So instead of letting the reminder that all of our college party pics are still out there, or letting the fact that anyone with the interest and the know-how could find and read our high school LiveJournal entries paralyze us with fear, remember this: It’s just not that important. Because the internet is not real life.

Back when Snapchat was something my friend group used, I remember one friend who posted almost all day, every day. It seemed really over-the-top, as if he must be spending his entire waking life glued to his phone. But whenever I was with him, I noticed that he was pretty present — he made a lot of eye contact, he was engaged in whatever we were doing, and he didn’t seem to be scrolling much at all. Instead, I noticed he would take a completely guileless selfie every so often and then, without reviewing it, put it on his feed. 

“Just post, never look back,” he said when I asked him about it. “Who cares?”

I love this attitude. Social media, in particular, is one of those places where we can so easily lose ourselves in the black hole of perception. We can all too easily forget that the image we share or the image we see is not actually real life — often, they are advertisements, or cleverly framed, or filtered, or carefully and painstakingly crafted to appear a particular way. Letting ourselves forget this can create the sort of discontent social media is famous for cultivating, and rob us of feeling connected and content with the actual life we have.

“What matters isn’t whatever you do or don’t put online, but how to mindfully apply your energy and time to what truly enriches your life, rather than depleting it.”

So if going cold turkey off-grid isn’t your thing, maybe simply treating your internet use as not all that serious is the way to go.

Am I, the person who just walked us through a fairly intense digital auditing process, now trying to convince you that none of this stuff matters very much? Yes, yes I am!

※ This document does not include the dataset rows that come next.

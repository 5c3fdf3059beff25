//! Effect chain: the five units wired in series
//!
//! The chain owns every unit for its whole life. Units are never removed or
//! rebuilt; reordering only changes the order in which the same units are
//! run over the buffer.

use std::fmt;
use std::str::FromStr;
use std::sync::Arc;
use thiserror::Error;

use crate::effects::{
    Compressor, CompressorState, Delay, DelayState, Effect, EqState, Equalizer, Filter,
    FilterState, Reverb, ReverbState, StateSync,
};
use crate::reverb::ImpulseCache;

/// One position in the chain
#[derive(Debug, Clone, Copy, PartialEq, Eq, Hash)]
pub enum EffectSlot {
    Eq,
    Filter,
    Compressor,
    Delay,
    Reverb,
}

/// Default signal flow: EQ → Filter → Compressor → Delay → Reverb
pub const DEFAULT_ORDER: [EffectSlot; 5] = [
    EffectSlot::Eq,
    EffectSlot::Filter,
    EffectSlot::Compressor,
    EffectSlot::Delay,
    EffectSlot::Reverb,
];

#[derive(Debug, Clone, PartialEq, Eq, Error)]
#[error("unknown effect: {0}")]
pub struct ParseSlotError(pub String);

impl EffectSlot {
    pub const ALL: [EffectSlot; 5] = DEFAULT_ORDER;

    pub fn name(self) -> &'static str {
        match self {
            EffectSlot::Eq => "eq",
            EffectSlot::Filter => "filter",
            EffectSlot::Compressor => "compressor",
            EffectSlot::Delay => "delay",
            EffectSlot::Reverb => "reverb",
        }
    }
}

impl fmt::Display for EffectSlot {
    fn fmt(&self, f: &mut fmt::Formatter<'_>) -> fmt::Result {
        f.write_str(self.name())
    }
}

impl FromStr for EffectSlot {
    type Err = ParseSlotError;

    fn from_str(s: &str) -> Result<Self, Self::Err> {
        let wanted = s.trim().to_ascii_lowercase();
        Self::ALL
            .into_iter()
            .find(|slot| slot.name() == wanted)
            .ok_or_else(|| ParseSlotError(s.to_string()))
    }
}

/// Settings for the whole chain
#[derive(Debug, Clone, Copy, PartialEq, Default)]
pub struct ChainState {
    pub eq: EqState,
    pub compressor: CompressorState,
    pub filter: FilterState,
    pub delay: DelayState,
    pub reverb: ReverbState,
}

/// The five effect units plus their processing order
pub struct EffectChain {
    sample_rate: f32,
    eq: Equalizer,
    filter: Filter,
    compressor: Compressor,
    delay: Delay,
    reverb: Reverb,
    order: [EffectSlot; 5],
}

impl EffectChain {
    /// Build all units up front (all disabled, default order)
    pub fn new(sample_rate: f32, cache: Arc<ImpulseCache>) -> Self {
        Self {
            sample_rate,
            eq: Equalizer::new(sample_rate),
            filter: Filter::new(sample_rate),
            compressor: Compressor::new(sample_rate),
            delay: Delay::new(sample_rate),
            reverb: Reverb::new(sample_rate, cache),
            order: DEFAULT_ORDER,
        }
    }

    pub fn sample_rate(&self) -> f32 {
        self.sample_rate
    }

    pub fn order(&self) -> [EffectSlot; 5] {
        self.order
    }

    /// Reorder the units; anything but a permutation of all five is ignored
    pub fn set_order(&mut self, order: [EffectSlot; 5]) -> bool {
        if !is_permutation(&order) {
            return false;
        }
        self.order = order;
        true
    }

    pub fn unit(&self, slot: EffectSlot) -> &dyn Effect {
        match slot {
            EffectSlot::Eq => &self.eq,
            EffectSlot::Filter => &self.filter,
            EffectSlot::Compressor => &self.compressor,
            EffectSlot::Delay => &self.delay,
            EffectSlot::Reverb => &self.reverb,
        }
    }

    pub fn unit_mut(&mut self, slot: EffectSlot) -> &mut dyn Effect {
        match slot {
            EffectSlot::Eq => &mut self.eq,
            EffectSlot::Filter => &mut self.filter,
            EffectSlot::Compressor => &mut self.compressor,
            EffectSlot::Delay => &mut self.delay,
            EffectSlot::Reverb => &mut self.reverb,
        }
    }

    pub fn eq(&self) -> &Equalizer {
        &self.eq
    }

    pub fn eq_mut(&mut self) -> &mut Equalizer {
        &mut self.eq
    }

    pub fn filter(&self) -> &Filter {
        &self.filter
    }

    pub fn filter_mut(&mut self) -> &mut Filter {
        &mut self.filter
    }

    pub fn compressor(&self) -> &Compressor {
        &self.compressor
    }

    pub fn compressor_mut(&mut self) -> &mut Compressor {
        &mut self.compressor
    }

    pub fn delay(&self) -> &Delay {
        &self.delay
    }

    pub fn delay_mut(&mut self) -> &mut Delay {
        &mut self.delay
    }

    pub fn reverb(&self) -> &Reverb {
        &self.reverb
    }

    pub fn reverb_mut(&mut self) -> &mut Reverb {
        &mut self.reverb
    }

    /// Run every unit over the buffer in the configured order
    pub fn process(&mut self, samples: &mut [f32]) {
        for slot in self.order {
            self.unit_mut(slot).process(samples);
        }
    }

    pub fn apply_eq(&mut self, state: &EqState) {
        self.eq.update_from_state(state);
    }

    pub fn apply_compressor(&mut self, state: &CompressorState) {
        self.compressor.update_from_state(state);
    }

    pub fn apply_filter(&mut self, state: &FilterState) {
        self.filter.update_from_state(state);
    }

    pub fn apply_delay(&mut self, state: &DelayState) {
        self.delay.update_from_state(state);
    }

    pub fn apply_reverb(&mut self, state: &ReverbState) {
        self.reverb.update_from_state(state);
    }

    /// Push a full settings snapshot into every unit
    pub fn apply_state(&mut self, state: &ChainState) {
        self.apply_eq(&state.eq);
        self.apply_compressor(&state.compressor);
        self.apply_filter(&state.filter);
        self.apply_delay(&state.delay);
        self.apply_reverb(&state.reverb);
    }

    pub fn state(&self) -> ChainState {
        ChainState {
            eq: self.eq.state(),
            compressor: self.compressor.state(),
            filter: self.filter.state(),
            delay: self.delay.state(),
            reverb: self.reverb.state(),
        }
    }

    /// Clear all signal history (delay lines, reverb tail, envelopes)
    pub fn reset(&mut self) {
        for slot in EffectSlot::ALL {
            self.unit_mut(slot).reset();
        }
    }

    /// Tear down every unit; the chain passes audio through afterwards
    pub fn dispose(&mut self) {
        for slot in EffectSlot::ALL {
            self.unit_mut(slot).dispose();
        }
    }
}

fn is_permutation(order: &[EffectSlot; 5]) -> bool {
    EffectSlot::ALL
        .iter()
        .all(|slot| order.iter().filter(|s| *s == slot).count() == 1)
}
//! Resonant filter (high-pass → low-pass)
//!
//! Both stages default to inert corners, so enabling the unit untouched is a
//! no-op. Corner frequency and Q are smoothed, which makes the unit usable
//! for sweep automation driven by a stream of frequency updates.

use super::biquad::{BiquadCoeffs, BiquadShape, StereoBiquad};
use super::{Bypass, Effect, StateSync, CONTROL_BLOCK};
use crate::smoother::SmoothedParam;

const HIGHPASS_MIN: f32 = 20.0;
const HIGHPASS_MAX: f32 = 2000.0;
const LOWPASS_MIN: f32 = 1000.0;
const LOWPASS_MAX: f32 = 20000.0;
const Q_MIN: f32 = 0.1;
const Q_MAX: f32 = 10.0;

/// Butterworth Q
const DEFAULT_Q: f32 = 0.707;

/// Filter settings as held by the control plane
#[derive(Debug, Clone, Copy, PartialEq)]
pub struct FilterState {
    pub enabled: bool,
    /// High-pass corner (Hz)
    pub highpass: f32,
    pub highpass_q: f32,
    /// Low-pass corner (Hz)
    pub lowpass: f32,
    pub lowpass_q: f32,
}

impl Default for FilterState {
    fn default() -> Self {
        Self {
            enabled: false,
            highpass: HIGHPASS_MIN,
            highpass_q: DEFAULT_Q,
            lowpass: LOWPASS_MAX,
            lowpass_q: DEFAULT_Q,
        }
    }
}

/// High-pass/low-pass filter unit
pub struct Filter {
    sample_rate: f32,
    bypass: Bypass,

    highpass_freq: SmoothedParam,
    highpass_q: SmoothedParam,
    lowpass_freq: SmoothedParam,
    lowpass_q: SmoothedParam,

    highpass: StereoBiquad,
    lowpass: StereoBiquad,

    needs_update: bool,
}

impl Filter {
    /// Create a filter with inert corners (disabled)
    pub fn new(sample_rate: f32) -> Self {
        let defaults = FilterState::default();
        let mut filter = Self {
            sample_rate,
            bypass: Bypass::new(sample_rate, false, 1.0),
            highpass_freq: SmoothedParam::new(sample_rate, defaults.highpass),
            highpass_q: SmoothedParam::new(sample_rate, defaults.highpass_q),
            lowpass_freq: SmoothedParam::new(sample_rate, defaults.lowpass),
            lowpass_q: SmoothedParam::new(sample_rate, defaults.lowpass_q),
            highpass: StereoBiquad::default(),
            lowpass: StereoBiquad::default(),
            needs_update: true,
        };
        filter.update_coefficients(0);
        filter
    }

    /// Set high-pass corner in Hz (20 - 2000)
    pub fn set_highpass(&mut self, freq: f32) {
        self.highpass_freq.set(freq.clamp(HIGHPASS_MIN, HIGHPASS_MAX));
        self.needs_update = true;
    }

    /// Set high-pass resonance (0.1 - 10)
    pub fn set_highpass_q(&mut self, q: f32) {
        self.highpass_q.set(q.clamp(Q_MIN, Q_MAX));
        self.needs_update = true;
    }

    /// Set low-pass corner in Hz (1000 - 20000)
    pub fn set_lowpass(&mut self, freq: f32) {
        self.lowpass_freq.set(freq.clamp(LOWPASS_MIN, LOWPASS_MAX));
        self.needs_update = true;
    }

    /// Set low-pass resonance (0.1 - 10)
    pub fn set_lowpass_q(&mut self, q: f32) {
        self.lowpass_q.set(q.clamp(Q_MIN, Q_MAX));
        self.needs_update = true;
    }

    pub fn highpass(&self) -> f32 {
        self.highpass_freq.target()
    }

    pub fn highpass_q(&self) -> f32 {
        self.highpass_q.target()
    }

    pub fn lowpass(&self) -> f32 {
        self.lowpass_freq.target()
    }

    pub fn lowpass_q(&self) -> f32 {
        self.lowpass_q.target()
    }

    fn update_coefficients(&mut self, frames: usize) {
        if !self.needs_update {
            return;
        }

        let hp = self.highpass_freq.advance(frames);
        let hp_q = self.highpass_q.advance(frames);
        let lp = self.lowpass_freq.advance(frames);
        let lp_q = self.lowpass_q.advance(frames);

        // Inert at the outer ends of each range
        self.highpass.coeffs = if hp <= HIGHPASS_MIN {
            BiquadCoeffs::IDENTITY
        } else {
            BiquadCoeffs::design(BiquadShape::HighPass, self.sample_rate, hp, hp_q, 0.0)
        };
        self.lowpass.coeffs = if lp >= LOWPASS_MAX {
            BiquadCoeffs::IDENTITY
        } else {
            BiquadCoeffs::design(BiquadShape::LowPass, self.sample_rate, lp, lp_q, 0.0)
        };

        self.needs_update = !(self.highpass_freq.is_settled()
            && self.highpass_q.is_settled()
            && self.lowpass_freq.is_settled()
            && self.lowpass_q.is_settled());
    }
}

impl Effect for Filter {
    fn process(&mut self, samples: &mut [f32]) {
        if self.bypass.is_disposed() {
            return;
        }

        for block in samples.chunks_mut(CONTROL_BLOCK * 2) {
            self.update_coefficients(block.len() / 2);

            let Self {
                bypass,
                highpass,
                lowpass,
                ..
            } = self;
            bypass.process(block, |l, r| {
                let (l, r) = highpass.process(l, r);
                lowpass.process(l, r)
            });
        }
    }

    fn reset(&mut self) {
        self.highpass.reset();
        self.lowpass.reset();
    }

    fn bypass(&self) -> &Bypass {
        &self.bypass
    }

    fn bypass_mut(&mut self) -> &mut Bypass {
        &mut self.bypass
    }

    fn name(&self) -> &'static str {
        "Filter"
    }

    fn dispose(&mut self) {
        if self.bypass.dispose() {
            self.reset();
        }
    }
}

impl StateSync for Filter {
    type State = FilterState;

    fn update_from_state(&mut self, state: &FilterState) {
        self.set_enabled(state.enabled);
        self.set_highpass(state.highpass);
        self.set_highpass_q(state.highpass_q);
        self.set_lowpass(state.lowpass);
        self.set_lowpass_q(state.lowpass_q);
    }

    fn state(&self) -> FilterState {
        FilterState {
            enabled: self.is_enabled(),
            highpass: self.highpass(),
            highpass_q: self.highpass_q(),
            lowpass: self.lowpass(),
            lowpass_q: self.lowpass_q(),
        }
    }
}
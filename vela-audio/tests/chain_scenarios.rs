use std::f32::consts::PI;
use std::sync::Arc;
use vela_audio::{
    ChainState, CompressorState, DelayState, Effect, EffectChain, EffectSlot, EqState,
    FilterState, ImpulseCache, ReverbPreset, ReverbState, StateSync,
};

fn stereo_sine(freq: f32, sample_rate: f32, start: usize, frames: usize, amp: f32) -> Vec<f32> {
    (start..start + frames)
        .flat_map(|i| {
            let s = amp * (2.0 * PI * freq * i as f32 / sample_rate).sin();
            [s, s]
        })
        .collect()
}

fn max_step(channel: impl Iterator<Item = f32>) -> f32 {
    let mut last: Option<f32> = None;
    let mut worst = 0.0f32;
    for s in channel {
        if let Some(prev) = last {
            worst = worst.max((s - prev).abs());
        }
        last = Some(s);
    }
    worst
}

#[test]
fn inert_chain_is_identity() {
    let sr = 48000.0;
    let mut chain = EffectChain::new(sr, Arc::new(ImpulseCache::new()));
    chain.set_order([
        EffectSlot::Eq,
        EffectSlot::Compressor,
        EffectSlot::Filter,
        EffectSlot::Delay,
        EffectSlot::Reverb,
    ]);
    chain.apply_state(&ChainState {
        eq: EqState {
            enabled: true,
            ..EqState::default()
        },
        compressor: CompressorState {
            enabled: true,
            threshold: -24.0,
            ratio: 4.0,
            makeup_gain: 0.0,
            ..CompressorState::default()
        },
        filter: FilterState {
            enabled: true,
            highpass: 20.0,
            lowpass: 20000.0,
            ..FilterState::default()
        },
        delay: DelayState {
            enabled: false,
            ..DelayState::default()
        },
        reverb: ReverbState {
            enabled: false,
            ..ReverbState::default()
        },
    });

    // -40 dB test tone stays under the compressor's knee; let enable ramps settle
    let mut warmup = stereo_sine(440.0, sr, 0, 48000, 0.01);
    chain.process(&mut warmup);

    let input = stereo_sine(440.0, sr, 48000, 4800, 0.01);
    let mut output = input.clone();
    chain.process(&mut output);

    for (out, inp) in output.iter().zip(&input) {
        assert!((out - inp).abs() < 1e-6, "{} vs {}", out, inp);
    }
    assert_eq!(chain.compressor().reduction_db(), 0.0);

    // Enabled units sit fully wet, disabled ones fully dry, with no residue
    let wet_units = [
        chain.eq().bypass(),
        chain.compressor().bypass(),
        chain.filter().bypass(),
    ];
    for bypass in wet_units {
        assert_eq!(bypass.wet_gain(), 1.0);
        assert_eq!(bypass.dry_gain(), 0.0);
    }
    for bypass in [chain.delay().bypass(), chain.reverb().bypass()] {
        assert_eq!(bypass.wet_gain(), 0.0);
        assert_eq!(bypass.dry_gain(), 1.0);
    }
}

#[test]
fn max_feedback_echoes_decay() {
    let sr = 48000.0;
    let mut chain = EffectChain::new(sr, Arc::new(ImpulseCache::new()));
    chain.apply_delay(&DelayState {
        enabled: true,
        time: 0.1,
        // Requested above the cap; must still decay
        feedback: 1.5,
        ping_pong: false,
        mix: 1.0,
    });
    assert_eq!(chain.delay().feedback(), 0.9);

    let mut silence = vec![0.0f32; 2 * 24000];
    chain.process(&mut silence);

    let echo_spacing = 4800;
    let mut samples = vec![0.0f32; 2 * echo_spacing * 10];
    samples[0] = 1.0;
    samples[1] = 1.0;
    chain.process(&mut samples);

    let peaks: Vec<f32> = (1..10)
        .map(|k| {
            let center = k * echo_spacing;
            (center - 8..center + 8)
                .map(|frame| samples[frame * 2].abs())
                .fold(0.0f32, f32::max)
        })
        .collect();

    assert!(peaks[0] > 0.9);
    for pair in peaks.windows(2) {
        assert!(pair[1] < pair[0], "echoes not decaying: {:?}", peaks);
    }
}

#[test]
fn ping_pong_toggling_mid_stream_is_smooth() {
    let sr = 48000.0;
    let mut chain = EffectChain::new(sr, Arc::new(ImpulseCache::new()));
    chain.apply_delay(&DelayState {
        enabled: true,
        time: 0.03,
        feedback: 0.7,
        ping_pong: false,
        mix: 0.5,
    });

    // Let the delay time glide down to its target first
    let mut silence = vec![0.0f32; 2 * 24000];
    chain.process(&mut silence);

    let mut output = Vec::new();
    for block in 0..40 {
        let mut samples = stereo_sine(330.0, sr, block * 1200, 1200, 0.3);
        // Left-only input makes the two topologies sound different
        for frame in samples.chunks_exact_mut(2) {
            frame[1] = 0.0;
        }
        chain.delay_mut().set_ping_pong(block % 2 == 1);
        chain.process(&mut samples);
        output.extend_from_slice(&samples);
    }

    assert!(output.iter().all(|s| s.is_finite()));
    let left = max_step(output.chunks_exact(2).map(|f| f[0]));
    let right = max_step(output.chunks_exact(2).map(|f| f[1]));
    assert!(left < 0.1, "left step {}", left);
    assert!(right < 0.1, "right step {}", right);

    // After each switch the wet path still delivers echoes where expected
    let echo = 1440;
    for ping_pong in [false, true, false, true] {
        chain.delay_mut().set_ping_pong(ping_pong);
        let mut silence = vec![0.0f32; 2 * 48000];
        chain.process(&mut silence);

        let mut samples = vec![0.0f32; 2 * 3 * echo];
        samples[0] = 1.0;
        chain.process(&mut samples);

        let first_l = samples[echo * 2];
        let (second_l, second_r) = (samples[2 * echo * 2], samples[2 * echo * 2 + 1]);
        // mix 0.5: dry and wet gains both settle at one half
        assert!((first_l - 0.5).abs() < 1e-3, "first echo {}", first_l);
        if ping_pong {
            assert!((second_r - 0.35).abs() < 1e-3, "bounce {}", second_r);
            assert!(second_l.abs() < 1e-3);
        } else {
            assert!((second_l - 0.35).abs() < 1e-3, "repeat {}", second_l);
            assert!(second_r.abs() < 1e-3);
        }
    }
}

#[test]
fn reverb_cache_is_shared_between_chains() {
    let cache = Arc::new(ImpulseCache::new());
    let mut a = EffectChain::new(16000.0, Arc::clone(&cache));
    let mut b = EffectChain::new(16000.0, Arc::clone(&cache));

    let ir_a = a.reverb_mut().load_preset(ReverbPreset::Plate);
    let ir_b = b.reverb_mut().load_preset(ReverbPreset::Plate);
    assert!(Arc::ptr_eq(&ir_a, &ir_b));
    assert_eq!(cache.synthesis_count(), 1);

    // A different rate is a different entry
    let mut c = EffectChain::new(8000.0, Arc::clone(&cache));
    let ir_c = c.reverb_mut().load_preset(ReverbPreset::Plate);
    assert!(!Arc::ptr_eq(&ir_a, &ir_c));
    assert_eq!(cache.synthesis_count(), 2);
}

#[test]
fn every_preset_is_normalized() {
    let cache = ImpulseCache::new();
    for preset in ReverbPreset::ALL {
        let ir = cache.get_or_synthesize(preset, 8000);
        assert_eq!(ir.len(), preset.ir_len(8000));
        for channel in [ir.left(), ir.right()] {
            let peak = channel.iter().fold(0.0f32, |m, s| m.max(s.abs()));
            assert!((peak - 0.5).abs() < 1e-6, "{} peak {}", preset, peak);
        }
    }
    assert_eq!(cache.len(), ReverbPreset::ALL.len());
}

#[test]
fn toggling_every_unit_keeps_settings() {
    let mut chain = EffectChain::new(16000.0, Arc::new(ImpulseCache::new()));
    let mut state = ChainState::default();
    state.eq.mid = -6.0;
    state.compressor.threshold = -30.0;
    state.filter.lowpass = 5000.0;
    state.delay.time = 0.5;
    state.reverb.preset = ReverbPreset::SmallRoom;
    state.reverb.pre_delay_ms = 12.0;
    chain.apply_state(&state);
    let before = chain.state();

    for slot in EffectSlot::ALL {
        chain.unit_mut(slot).set_enabled(true);
        chain.unit_mut(slot).set_enabled(false);
    }
    assert_eq!(chain.state(), before);
    assert_eq!(chain.reverb().state().preset, ReverbPreset::SmallRoom);
}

Because what matters isn’t whatever you do or don’t put online, but how to mindfully apply your energy and time to what truly enriches your life, rather than depleting it. 

What matters is how the person you really are — who your loved ones know, and who you want to grow into — is using this finite time you have here on earth to make it as good as it possibly can be.


Stephanie H. Fallon is a Contributing Editor at The Good Trade. She is a writer originally from Houston, Texas and holds an MFA from the Jackson Center of Creative Writing at Hollins University. She lives with her family in the Blue Ridge Mountains of Virginia, and she is the author of Finishing Lines, where she writes about her fear of finishing, living a creative life, and (medical) motherhood. Since 2022, she has been reviewing sustainable home and lifestyle brands, fact-checking sustainability claims, and bringing her sharp editorial skills to every product review. Say hi on Instagram or on her website.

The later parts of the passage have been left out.